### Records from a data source
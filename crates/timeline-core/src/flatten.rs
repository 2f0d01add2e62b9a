//! Event flattening.
//!
//! Expands each episode into one primary event (the episode itself) plus one
//! secondary event per nested timeline event. Every event takes its year
//! from its own date, so a nested event can land in a different year than
//! its episode.
//!
//! Records with a missing or unparseable date are left out and reported as
//! data-quality warnings; one bad record never empties the timeline.

use std::fmt;

use chrono::{Datelike, NaiveDate};
use serde::Serialize;
use tracing::warn;

use timeline_types::Episode;

use crate::event_key::EventKey;

/// One point on the timeline, borrowed from its owning episode.
#[derive(Debug, Clone, Serialize)]
pub struct FlattenedEvent<'a> {
    /// Key unique across the flattened set
    pub key: EventKey,

    pub date: NaiveDate,

    /// Year of `date`
    pub year: i32,

    pub title: &'a str,

    pub description: Option<&'a str>,

    /// Event image, or the episode cover for primary events
    pub image_url: Option<&'a str>,

    /// True for the episode itself, false for a nested event
    pub is_primary: bool,

    /// Display-only marker; never affects ordering
    pub date_is_approximate: bool,

    /// The owning episode
    #[serde(skip)]
    pub episode: &'a Episode,
}

/// A record left out of the timeline because its date could not be read.
#[derive(Debug, Clone, PartialEq, Eq, Serialize)]
pub struct DataQualityWarning {
    pub episode_id: String,

    /// None when the episode's own date is bad
    pub event_id: Option<String>,

    pub raw_date: String,
}

impl fmt::Display for DataQualityWarning {
    fn fmt(&self, f: &mut fmt::Formatter<'_>) -> fmt::Result {
        match &self.event_id {
            Some(event_id) => write!(
                f,
                "episode {} event {}: unreadable date {:?}",
                self.episode_id, event_id, self.raw_date
            ),
            None => write!(
                f,
                "episode {}: unreadable date {:?}",
                self.episode_id, self.raw_date
            ),
        }
    }
}

/// Output of [`flatten_episodes`].
#[derive(Debug, Clone, Default)]
pub struct Flattened<'a> {
    /// Events in no particular order; grouping sorts them
    pub events: Vec<FlattenedEvent<'a>>,

    pub warnings: Vec<DataQualityWarning>,
}

fn non_blank(value: &Option<String>) -> Option<&str> {
    value.as_deref().filter(|v| !v.trim().is_empty())
}

/// Flatten episodes into timeline events.
///
/// Produces `episodes + nested events` entries minus the ones whose date is
/// unreadable. A bad episode date drops only the episode's own entry; its
/// valid nested events are still emitted.
///
/// # Example
/// ```
/// use chrono::NaiveDate;
/// use timeline_core::flatten_episodes;
/// use timeline_types::{Episode, TimelineEvent};
///
/// let d = |y, m, day| NaiveDate::from_ymd_opt(y, m, day).unwrap();
/// let episodes = vec![Episode::new("b", "O Crash de 1983", d(1983, 12, 1))
///     .with_timeline_events(vec![TimelineEvent::new("1", d(1977, 6, 1), "Arcade Boom")])];
///
/// let flat = flatten_episodes(&episodes);
/// assert_eq!(flat.events.len(), 2);
/// assert!(flat.events.iter().any(|e| !e.is_primary && e.year == 1977));
/// ```
pub fn flatten_episodes<'a, I>(episodes: I) -> Flattened<'a>
where
    I: IntoIterator<Item = &'a Episode>,
{
    let mut out = Flattened::default();

    for episode in episodes {
        match episode.parsed_date() {
            Some(date) => {
                if date.year() != episode.year {
                    warn!(
                        episode_id = %episode.id,
                        stored_year = episode.year,
                        date_year = date.year(),
                        "Episode year disagrees with its historical date; using the date"
                    );
                }
                out.events.push(FlattenedEvent {
                    key: EventKey::episode(&episode.id),
                    date,
                    year: date.year(),
                    title: &episode.title,
                    description: non_blank(&episode.description),
                    image_url: non_blank(&episode.cover_image_url),
                    is_primary: true,
                    date_is_approximate: episode.date_is_approximate,
                    episode,
                });
            }
            None => {
                warn!(
                    episode_id = %episode.id,
                    raw_date = %episode.historical_date,
                    "Skipping episode with unreadable historical date"
                );
                out.warnings.push(DataQualityWarning {
                    episode_id: episode.id.clone(),
                    event_id: None,
                    raw_date: episode.historical_date.clone(),
                });
            }
        }

        for nested in &episode.timeline_events {
            let Some(date) = nested.parsed_date() else {
                warn!(
                    episode_id = %episode.id,
                    event_id = %nested.id,
                    raw_date = %nested.date,
                    "Skipping timeline event with unreadable date"
                );
                out.warnings.push(DataQualityWarning {
                    episode_id: episode.id.clone(),
                    event_id: Some(nested.id.clone()),
                    raw_date: nested.date.clone(),
                });
                continue;
            };

            out.events.push(FlattenedEvent {
                key: EventKey::nested(&episode.id, &nested.id),
                date,
                year: date.year(),
                title: &nested.title,
                description: non_blank(&nested.description),
                image_url: non_blank(&nested.image_url),
                is_primary: false,
                date_is_approximate: nested.date_is_approximate,
                episode,
            });
        }
    }

    out
}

### EXERCISE
Looking at the records above, how many lines contain "None"? Only the number is needed.

### WRITTEN SOLUTION
4